▶ _Aim of the task_:
Look through the data below. Collect every line where the word "String" occurs.

▶ _Records shown_:
impl Store for PgStore {
    fn insert_user(&self, user: NewUser) -> Result<User, StoreError> {
        let mut conn = self.conn()?;
        Ok(insert_into(users::table)
            .values(&user)
            .get_result::<User>(&mut conn)?)
    }

    fn user_by_id(&self, user_id: i32) -> Result<Option<User>, StoreError> {
        let mut conn = self.conn()?;
        Ok(users::table
            .find(user_id)
            .first::<User>(&mut conn)
            .optional()?)
    }

    fn user_by_email(&self, email_: &str) -> Result<Option<User>, StoreError> {
        let mut conn = self.conn()?;
        Ok(users::table
            .filter(users::email.eq(email_))
            .first::<User>(&mut conn)
            .optional()?)
    }

    fn user_by_username(&self, username_: &str) -> Result<Option<User>, StoreError> {
        let mut conn = self.conn()?;
        Ok(users::table
            .filter(users::username.eq(username_))
            .first::<User>(&mut conn)
            .optional()?)
    }

    fn users_by_ids(&self, ids: &[i32]) -> Result<HashMap<i32, User>, StoreError> {
        let mut conn = self.conn()?;
        let rows: Vec<User> = users::table
            .filter(users::id.eq_any(ids))
            .load(&mut conn)?;
        Ok(rows.into_iter().map(|user| (user.id, user)).collect())
    }

    fn update_user(&self, user: &User) -> Result<User, StoreError> {
        let mut conn = self.conn()?;
        Ok(update(users::table.find(user.id))
            .set(user)
            .get_result::<User>(&mut conn)?)
    }

    fn username_exists(&self, username_: &str, exclude: Option<i32>) -> Result<bool, StoreError> {
        let mut conn = self.conn()?;
        let result = match exclude {
            Some(excluded) => select(exists(
                users::table
                    .filter(users::username.eq(username_))
                    .filter(users::id.ne(excluded)),
            ))
            .get_result::<bool>(&mut conn),
            None => select(exists(users::table.filter(users::username.eq(username_))))
                .get_result::<bool>(&mut conn),
        };
        Ok(result?)
    }

    fn email_exists(&self, email_: &str, exclude: Option<i32>) -> Result<bool, StoreError> {
        let mut conn = self.conn()?;
        let result = match exclude {
            Some(excluded) => select(exists(
                users::table
                    .filter(users::email.eq(email_))
                    .filter(users::id.ne(excluded)),
            ))
            .get_result::<bool>(&mut conn),
            None => select(exists(users::table.filter(users::email.eq(email_))))
                .get_result::<bool>(&mut conn),
        };
        Ok(result?)
    }

    fn insert_follow(&self, follower_id_: i32, followed_id_: i32) -> Result<(), StoreError> {
        let mut conn = self.conn()?;
        insert_into(follows::table)
            .values((
                follows::follower_id.eq(follower_id_),
                follows::followed_id.eq(followed_id_),
            ))
            .on_conflict((follows::follower_id, follows::followed_id))
            .do_nothing()
            .execute(&mut conn)?;
        Ok(())
    }

    fn delete_follow(&self, follower_id_: i32, followed_id_: i32) -> Result<(), StoreError> {
        let mut conn = self.conn()?;
        delete(
            follows::table
                .filter(follows::follower_id.eq(follower_id_))
                .filter(follows::followed_id.eq(followed_id_)),
        )
        .execute(&mut conn)?;
        Ok(())
    }

    fn is_following(&self, follower_id_: i32, followed_id_: i32) -> Result<bool, StoreError> {
        let mut conn = self.conn()?;
        Ok(select(exists(
            follows::table
                .filter(follows::follower_id.eq(follower_id_))
                .filter(follows::followed_id.eq(followed_id_)),
        ))
        .get_result::<bool>(&mut conn)?)
    }

    fn following_map(
        &self,
        follower_id_: i32,
        user_ids: &[i32],
    ) -> Result<HashSet<i32>, StoreError> {
        let mut conn = self.conn()?;
        let rows: Vec<i32> = follows::table
            .filter(follows::follower_id.eq(follower_id_))
            .filter(follows::followed_id.eq_any(user_ids))
            .select(follows::followed_id)
            .load(&mut conn)?;
        Ok(rows.into_iter().collect())
    }

    fn slug_exists(&self, slug_: &str, exclude: Option<i32>) -> Result<bool, StoreError> {
        let mut conn = self.conn()?;
        let result = match exclude {
            Some(excluded) => select(exists(
                articles::table
                    .filter(articles::slug.eq(slug_))
                    .filter(articles::id.ne(excluded)),
            ))
            .get_result::<bool>(&mut conn),
            None => select(exists(articles::table.filter(articles::slug.eq(slug_))))
                .get_result::<bool>(&mut conn),
        };
        Ok(result?)
    }

    fn insert_article(
        &self,
        article: NewArticle,
        tag_names: &[String],
    ) -> Result<Article, StoreError> {
        let mut conn = self.conn()?;
        conn.transaction::<Article, StoreError, _>(|conn| {
            let row: Article = insert_into(articles::table)
                .values(&article)
                .get_result(conn)?;
            attach_tags(conn, row.id, tag_names)?;
            Ok(row)
        })
    }

    fn update_article(
        &self,
        article: &Article,
        tag_names: Option<&[String]>,
    ) -> Result<Article, StoreError> {
        let mut conn = self.conn()?;
        conn.transaction::<Article, StoreError, _>(|conn| {
            let row: Article = update(articles::table.find(article.id))
                .set(article)
                .get_result(conn)?;
            if let Some(tag_names) = tag_names {
                delete(article_tags::table.filter(article_tags::article_id.eq(article.id)))
                    .execute(conn)?;
                attach_tags(conn, article.id, tag_names)?;
            }
            Ok(row)
        })
    }

    fn article_by_slug(&self, slug_: &str) -> Result<Option<Article>, StoreError> {
        let mut conn = self.conn()?;
        Ok(articles::table
            .filter(articles::slug.eq(slug_))
            .first::<Article>(&mut conn)
            .optional()?)
    }

    fn delete_article(&self, article_id_: i32) -> Result<(), StoreError> {
        let mut conn = self.conn()?;
        conn.transaction::<(), StoreError, _>(|conn| {
            delete(comments::table.filter(comments::article_id.eq(article_id_))).execute(conn)?;
            delete(favorites::table.filter(favorites::article_id.eq(article_id_)))
                .execute(conn)?;
            delete(article_tags::table.filter(article_tags::article_id.eq(article_id_)))
                .execute(conn)?;
            let deleted = delete(articles::table.find(article_id_)).execute(conn)?;
            if deleted == 0 {
                return Err(StoreError::NotFound);
            }
            Ok(())
        })
    }

    fn list_articles(
        &self,
        filter: &ArticleFilter,
        page: Pagination,
    ) -> Result<(Vec<Article>, i64), StoreError> {
        let mut conn = self.conn()?;
        let mut scope: Option<HashSet<i32>> = None;

        if let Some(tag) = filter.tag.as_deref() {
            let ids: Vec<i32> = article_tags::table
                .inner_join(tags::table)
                .filter(lower(tags::name).eq(tag.to_lowercase()))
                .select(article_tags::article_id)
                .load(&mut conn)?;
            scope = Some(intersect(scope, ids));
        }
        if let Some(author) = filter.author.as_deref() {
            let author_ids: Vec<i32> = users::table
                .filter(lower(users::username).eq(author.to_lowercase()))
                .select(users::id)
                .load(&mut conn)?;
            let ids: Vec<i32> = articles::table
                .filter(articles::author_id.eq_any(author_ids))
                .select(articles::id)
                .load(&mut conn)?;
            scope = Some(intersect(scope, ids));
        }
        if let Some(username_) = filter.favorited.as_deref() {
            let favoriter: Option<i32> = users::table
                .filter(users::username.eq(username_))
                .select(users::id)
                .first(&mut conn)
                .optional()?;
            let ids = match favoriter {
                Some(user_id_) => favorites::table
                    .filter(favorites::user_id.eq(user_id_))
                    .select(favorites::article_id)
                    .load(&mut conn)?,
                None => Vec::new(),
            };
            scope = Some(intersect(scope, ids));
        }

        match scope {
            None => {
                let total: i64 = articles::table.count().get_result(&mut conn)?;
                let rows = articles::table
                    .order((articles::created_at.desc(), articles::id.desc()))
                    .limit(page.limit)
                    .offset(page.offset)
                    .load::<Article>(&mut conn)?;
                Ok((rows, total))
            }
            Some(ids) => {
                let ids: Vec<i32> = ids.into_iter().collect();
                let total = ids.len() as i64;
                let rows = articles::table
                    .filter(articles::id.eq_any(&ids))
                    .order((articles::created_at.desc(), articles::id.desc()))
                    .limit(page.limit)
                    .offset(page.offset)
                    .load::<Article>(&mut conn)?;
                Ok((rows, total))
            }
        }
    }

    fn feed_articles(
        &self,
        follower_id_: i32,
        page: Pagination,
    ) -> Result<(Vec<Article>, i64), StoreError> {
        let mut conn = self.conn()?;
        let total: i64 = articles::table
            .inner_join(follows::table.on(follows::followed_id.eq(articles::author_id)))
            .filter(follows::follower_id.eq(follower_id_))
            .count()
            .get_result(&mut conn)?;
        let rows: Vec<Article> = articles::table
            .inner_join(follows::table.on(follows::followed_id.eq(articles::author_id)))
            .filter(follows::follower_id.eq(follower_id_))
            .select(articles::all_columns)
            .order((articles::created_at.desc(), articles::id.desc()))
            .limit(page.limit)
            .offset(page.offset)
            .load(&mut conn)?;
        Ok((rows, total))
    }

    fn insert_favorite(&self, user_id_: i32, article_id_: i32) -> Result<(), StoreError> {
        let mut conn = self.conn()?;
        insert_into(favorites::table)
            .values((
                favorites::user_id.eq(user_id_),
                favorites::article_id.eq(article_id_),
            ))
            .on_conflict((favorites::user_id, favorites::article_id))
            .do_nothing()
            .execute(&mut conn)?;
        Ok(())
    }

    fn delete_favorite(&self, user_id_: i32, article_id_: i32) -> Result<(), StoreError> {
        let mut conn = self.conn()?;
        delete(
            favorites::table
                .filter(favorites::user_id.eq(user_id_))
                .filter(favorites::article_id.eq(article_id_)),
        )
        .execute(&mut conn)?;
        Ok(())
    }

    fn favorited_map(
        &self,
        user_id_: i32,
        article_ids: &[i32],
    ) -> Result<HashSet<i32>, StoreError> {
        let mut conn = self.conn()?;
        let rows: Vec<i32> = favorites::table
            .filter(favorites::user_id.eq(user_id_))
            .filter(favorites::article_id.eq_any(article_ids))
            .select(favorites::article_id)
            .load(&mut conn)?;
        Ok(rows.into_iter().collect())
    }

    fn favorites_counts(&self, article_ids: &[i32]) -> Result<HashMap<i32, i64>, StoreError> {
        let mut conn = self.conn()?;
        let rows: Vec<(i32, i64)> = favorites::table
            .filter(favorites::article_id.eq_any(article_ids))
            .group_by(favorites::article_id)
            .select((favorites::article_id, count_star()))
            .load(&mut conn)?;
        Ok(rows.into_iter().collect())
    }

    fn tags_map(&self, article_ids: &[i32]) -> Result<HashMap<i32, Vec<String>>, StoreError> {
        let mut conn = self.conn()?;
        let rows: Vec<(i32, String)> = article_tags::table
            .inner_join(tags::table)
            .filter(article_tags::article_id.eq_any(article_ids))
            .order(tags::name.asc())
            .select((article_tags::article_id, tags::name))
            .load(&mut conn)?;
        let mut map: HashMap<i32, Vec<String>> = HashMap::new();
        for (article_id_, name) in rows {
            map.entry(article_id_).or_default().push(name);
        }
        Ok(map)
    }

    fn distinct_tags(&self) -> Result<Vec<String>, StoreError> {
        let mut conn = self.conn()?;
        Ok(tags::table
            .order(tags::id.asc())
            .select(tags::name)
            .load(&mut conn)?)
    }

    fn insert_comment(&self, comment: NewComment) -> Result<Comment, StoreError> {
        let mut conn = self.conn()?;
        Ok(insert_into(comments::table)
            .values(&comment)
            .get_result::<Comment>(&mut conn)?)
    }

    fn comment_by_id(&self, comment_id_: i32) -> Result<Option<Comment>, StoreError> {
        let mut conn = self.conn()?;
        Ok(comments::table
            .find(comment_id_)
            .first::<Comment>(&mut conn)
            .optional()?)
    }

    fn comments_of_article(&self, article_id_: i32) -> Result<Vec<Comment>, StoreError> {
        let mut conn = self.conn()?;
        Ok(comments::table
            .filter(comments::article_id.eq(article_id_))
            .order((comments::created_at.desc(), comments::id.desc()))
            .load(&mut conn)?)
    }

    fn delete_comment(&self, comment_id_: i32) -> Result<(), StoreError> {
        let mut conn = self.conn()?;
        let deleted = delete(comments::table.find(comment_id_)).execute(&mut conn)?;
        if deleted == 0 {
            return Err(StoreError::NotFound);
        }
        Ok(())
    }
}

▶ _Solution to this exercise_:
        tag_names: &[String],
        tag_names: Option<&[String]>,
    fn tags_map(&self, article_ids: &[i32]) -> Result<HashMap<i32, Vec<String>>, StoreError> {
        let rows: Vec<(i32, String)> = article_tags::table
        let mut map: HashMap<i32, Vec<String>> = HashMap::new();
    fn distinct_tags(&self) -> Result<Vec<String>, StoreError> {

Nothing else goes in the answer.